[MATERIAL TO PROCESS — start]

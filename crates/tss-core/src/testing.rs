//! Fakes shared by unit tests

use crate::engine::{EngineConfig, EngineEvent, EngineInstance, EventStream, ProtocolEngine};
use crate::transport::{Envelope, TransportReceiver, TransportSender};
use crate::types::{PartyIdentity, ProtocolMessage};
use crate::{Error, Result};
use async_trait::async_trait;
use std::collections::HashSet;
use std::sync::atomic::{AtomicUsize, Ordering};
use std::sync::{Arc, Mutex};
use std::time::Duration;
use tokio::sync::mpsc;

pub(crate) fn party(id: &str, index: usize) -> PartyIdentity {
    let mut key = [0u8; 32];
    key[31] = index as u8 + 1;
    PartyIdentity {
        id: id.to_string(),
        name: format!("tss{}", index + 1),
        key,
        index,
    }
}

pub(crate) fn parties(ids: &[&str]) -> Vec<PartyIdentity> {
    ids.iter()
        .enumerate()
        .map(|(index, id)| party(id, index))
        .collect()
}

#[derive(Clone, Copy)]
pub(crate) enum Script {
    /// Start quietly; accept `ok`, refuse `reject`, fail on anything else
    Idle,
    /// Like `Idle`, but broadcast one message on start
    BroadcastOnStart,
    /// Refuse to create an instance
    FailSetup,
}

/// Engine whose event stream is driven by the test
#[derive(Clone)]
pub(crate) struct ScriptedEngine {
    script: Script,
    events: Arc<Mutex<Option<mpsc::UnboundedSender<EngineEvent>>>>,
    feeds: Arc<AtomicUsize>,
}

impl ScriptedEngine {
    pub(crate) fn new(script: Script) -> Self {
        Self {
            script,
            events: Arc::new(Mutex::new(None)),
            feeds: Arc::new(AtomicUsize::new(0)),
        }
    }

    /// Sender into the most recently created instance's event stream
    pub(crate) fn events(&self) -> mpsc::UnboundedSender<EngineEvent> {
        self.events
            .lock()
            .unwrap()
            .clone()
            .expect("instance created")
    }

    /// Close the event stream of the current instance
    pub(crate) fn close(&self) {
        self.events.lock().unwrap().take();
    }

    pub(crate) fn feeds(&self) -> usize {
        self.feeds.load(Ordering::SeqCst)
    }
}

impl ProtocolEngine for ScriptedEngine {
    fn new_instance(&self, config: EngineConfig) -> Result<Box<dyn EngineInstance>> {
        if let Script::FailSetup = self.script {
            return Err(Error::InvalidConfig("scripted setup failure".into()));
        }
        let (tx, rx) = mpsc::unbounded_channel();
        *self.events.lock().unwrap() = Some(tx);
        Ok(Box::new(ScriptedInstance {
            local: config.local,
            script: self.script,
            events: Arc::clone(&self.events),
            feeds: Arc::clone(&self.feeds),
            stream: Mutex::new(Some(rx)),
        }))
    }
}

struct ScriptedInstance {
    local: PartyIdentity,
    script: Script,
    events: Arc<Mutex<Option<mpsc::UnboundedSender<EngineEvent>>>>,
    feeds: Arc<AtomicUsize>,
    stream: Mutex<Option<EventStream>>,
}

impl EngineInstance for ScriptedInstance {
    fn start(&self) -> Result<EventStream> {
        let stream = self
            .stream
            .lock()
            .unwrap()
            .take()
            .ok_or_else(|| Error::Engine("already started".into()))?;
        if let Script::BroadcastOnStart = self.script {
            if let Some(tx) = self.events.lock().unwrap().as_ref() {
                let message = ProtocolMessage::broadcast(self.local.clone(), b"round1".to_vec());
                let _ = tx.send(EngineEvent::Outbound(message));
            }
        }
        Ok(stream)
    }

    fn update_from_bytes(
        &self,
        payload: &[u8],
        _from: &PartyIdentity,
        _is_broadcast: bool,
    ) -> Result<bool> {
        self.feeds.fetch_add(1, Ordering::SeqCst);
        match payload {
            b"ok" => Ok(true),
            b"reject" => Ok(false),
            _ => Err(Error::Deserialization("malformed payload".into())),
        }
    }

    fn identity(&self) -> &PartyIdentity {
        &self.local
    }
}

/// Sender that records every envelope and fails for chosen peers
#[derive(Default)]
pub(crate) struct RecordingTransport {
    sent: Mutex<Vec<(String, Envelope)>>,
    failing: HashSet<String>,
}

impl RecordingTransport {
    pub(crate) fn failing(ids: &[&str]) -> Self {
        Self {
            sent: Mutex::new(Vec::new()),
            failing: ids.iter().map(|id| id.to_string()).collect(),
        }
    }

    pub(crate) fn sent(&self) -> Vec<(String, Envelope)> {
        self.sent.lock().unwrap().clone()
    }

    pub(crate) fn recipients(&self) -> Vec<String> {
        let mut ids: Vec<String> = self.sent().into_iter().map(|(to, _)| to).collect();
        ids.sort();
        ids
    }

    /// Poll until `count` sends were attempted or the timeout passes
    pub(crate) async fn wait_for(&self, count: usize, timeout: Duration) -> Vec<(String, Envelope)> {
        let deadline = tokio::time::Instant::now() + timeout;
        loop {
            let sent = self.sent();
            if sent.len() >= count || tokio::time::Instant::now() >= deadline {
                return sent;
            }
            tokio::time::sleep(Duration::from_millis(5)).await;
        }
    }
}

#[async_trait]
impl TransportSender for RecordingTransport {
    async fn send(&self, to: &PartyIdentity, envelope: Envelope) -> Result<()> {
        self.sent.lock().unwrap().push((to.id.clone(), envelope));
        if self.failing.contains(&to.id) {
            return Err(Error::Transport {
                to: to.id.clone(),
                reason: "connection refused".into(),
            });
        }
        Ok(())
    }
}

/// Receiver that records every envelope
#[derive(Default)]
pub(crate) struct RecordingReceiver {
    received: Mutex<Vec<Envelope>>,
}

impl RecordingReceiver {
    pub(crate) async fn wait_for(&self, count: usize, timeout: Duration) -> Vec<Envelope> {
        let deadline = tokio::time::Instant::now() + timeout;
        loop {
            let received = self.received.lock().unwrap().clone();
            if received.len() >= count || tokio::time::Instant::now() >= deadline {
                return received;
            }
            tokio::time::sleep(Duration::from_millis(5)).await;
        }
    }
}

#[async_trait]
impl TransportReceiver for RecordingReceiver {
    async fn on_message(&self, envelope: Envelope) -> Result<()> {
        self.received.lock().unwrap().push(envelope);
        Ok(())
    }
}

[MATERIAL TO PROCESS — finish]

In your reply, restate every entry exactly.

• FINAL ANSWER:
filename crates/tss-core/src/testing.rs
//! Fakes shared by unit tests

use crate::engine::{EngineConfig, EngineEvent, EngineInstance, EventStream, ProtocolEngine};
use crate::transport::{Envelope, TransportReceiver, TransportSender};
use crate::types::{PartyIdentity, ProtocolMessage};
use crate::{Error, Result};
use async_trait::async_trait;
use std::collections::HashSet;
use std::sync::atomic::{AtomicUsize, Ordering};
use std::sync::{Arc, Mutex};
use std::time::Duration;
use tokio::sync::mpsc;

pub(crate) fn party(id: &str, index: usize) -> PartyIdentity {
    let mut key = [0u8; 32];
    key[31] = index as u8 + 1;
    PartyIdentity {
        id: id.to_string(),
        name: format!("tss{}", index + 1),
        key,
        index,
    }
}

pub(crate) fn parties(ids: &[&str]) -> Vec<PartyIdentity> {
    ids.iter()
        .enumerate()
        .map(|(index, id)| party(id, index))
        .collect()
}

#[derive(Clone, Copy)]
pub(crate) enum Script {
    /// Start quietly; accept `ok`, refuse `reject`, fail on anything else
    Idle,
    /// Like `Idle`, but broadcast one message on start
    BroadcastOnStart,
    /// Refuse to create an instance
    FailSetup,
}

/// Engine whose event stream is driven by the test
#[derive(Clone)]
pub(crate) struct ScriptedEngine {
    script: Script,
    events: Arc<Mutex<Option<mpsc::UnboundedSender<EngineEvent>>>>,
    feeds: Arc<AtomicUsize>,
}

impl ScriptedEngine {
    pub(crate) fn new(script: Script) -> Self {
        Self {
            script,
            events: Arc::new(Mutex::new(None)),
            feeds: Arc::new(AtomicUsize::new(0)),
        }
    }

    /// Sender into the most recently created instance's event stream
    pub(crate) fn events(&self) -> mpsc::UnboundedSender<EngineEvent> {
        self.events
            .lock()
            .unwrap()
            .clone()
            .expect("instance created")
    }

    /// Close the event stream of the current instance
    pub(crate) fn close(&self) {
        self.events.lock().unwrap().take();
    }

    pub(crate) fn feeds(&self) -> usize {
        self.feeds.load(Ordering::SeqCst)
    }
}

impl ProtocolEngine for ScriptedEngine {
    fn new_instance(&self, config: EngineConfig) -> Result<Box<dyn EngineInstance>> {
        if let Script::FailSetup = self.script {
            return Err(Error::InvalidConfig("scripted setup failure".into()));
        }
        let (tx, rx) = mpsc::unbounded_channel();
        *self.events.lock().unwrap() = Some(tx);
        Ok(Box::new(ScriptedInstance {
            local: config.local,
            script: self.script,
            events: Arc::clone(&self.events),
            feeds: Arc::clone(&self.feeds),
            stream: Mutex::new(Some(rx)),
        }))
    }
}

struct ScriptedInstance {
    local: PartyIdentity,
    script: Script,
    events: Arc<Mutex<Option<mpsc::UnboundedSender<EngineEvent>>>>,
    feeds: Arc<AtomicUsize>,
    stream: Mutex<Option<EventStream>>,
}

impl EngineInstance for ScriptedInstance {
    fn start(&self) -> Result<EventStream> {
        let stream = self
            .stream
            .lock()
            .unwrap()
            .take()
            .ok_or_else(|| Error::Engine("already started".into()))?;
        if let Script::BroadcastOnStart = self.script {
            if let Some(tx) = self.events.lock().unwrap().as_ref() {
                let message = ProtocolMessage::broadcast(self.local.clone(), b"round1".to_vec());
                let _ = tx.send(EngineEvent::Outbound(message));
            }
        }
        Ok(stream)
    }

    fn update_from_bytes(
        &self,
        payload: &[u8],
        _from: &PartyIdentity,
        _is_broadcast: bool,
    ) -> Result<bool> {
        self.feeds.fetch_add(1, Ordering::SeqCst);
        match payload {
            b"ok" => Ok(true),
            b"reject" => Ok(false),
            _ => Err(Error::Deserialization("malformed payload".into())),
        }
    }

    fn identity(&self) -> &PartyIdentity {
        &self.local
    }
}

/// Sender that records every envelope and fails for chosen peers
#[derive(Default)]
pub(crate) struct RecordingTransport {
    sent: Mutex<Vec<(String, Envelope)>>,
    failing: HashSet<String>,
}

impl RecordingTransport {
    pub(crate) fn failing(ids: &[&str]) -> Self {
        Self {
            sent: Mutex::new(Vec::new()),
            failing: ids.iter().map(|id| id.to_string()).collect(),
        }
    }

    pub(crate) fn sent(&self) -> Vec<(String, Envelope)> {
        self.sent.lock().unwrap().clone()
    }

    pub(crate) fn recipients(&self) -> Vec<String> {
        let mut ids: Vec<String> = self.sent().into_iter().map(|(to, _)| to).collect();
        ids.sort();
        ids
    }

    /// Poll until `count` sends were attempted or the timeout passes
    pub(crate) async fn wait_for(&self, count: usize, timeout: Duration) -> Vec<(String, Envelope)> {
        let deadline = tokio::time::Instant::now() + timeout;
        loop {
            let sent = self.sent();
            if sent.len() >= count || tokio::time::Instant::now() >= deadline {
                return sent;
            }
            tokio::time::sleep(Duration::from_millis(5)).await;
        }
    }
}

#[async_trait]
impl TransportSender for RecordingTransport {
    async fn send(&self, to: &PartyIdentity, envelope: Envelope) -> Result<()> {
        self.sent.lock().unwrap().push((to.id.clone(), envelope));
        if self.failing.contains(&to.id) {
            return Err(Error::Transport {
                to: to.id.clone(),
                reason: "connection refused".into(),
            });
        }
        Ok(())
    }
}

/// Receiver that records every envelope
#[derive(Default)]
pub(crate) struct RecordingReceiver {
    received: Mutex<Vec<Envelope>>,
}

impl RecordingReceiver {
    pub(crate) async fn wait_for(&self, count: usize, timeout: Duration) -> Vec<Envelope> {
        let deadline = tokio::time::Instant::now() + timeout;
        loop {
            let received = self.received.lock().unwrap().clone();
            if received.len() >= count || tokio::time::Instant::now() >= deadline {
                return received;
            }
            tokio::time::sleep(Duration::from_millis(5)).await;
        }
    }
}

#[async_trait]
impl TransportReceiver for RecordingReceiver {
    async fn on_message(&self, envelope: Envelope) -> Result<()> {
        self.received.lock().unwrap().push(envelope);
        Ok(())
    }
}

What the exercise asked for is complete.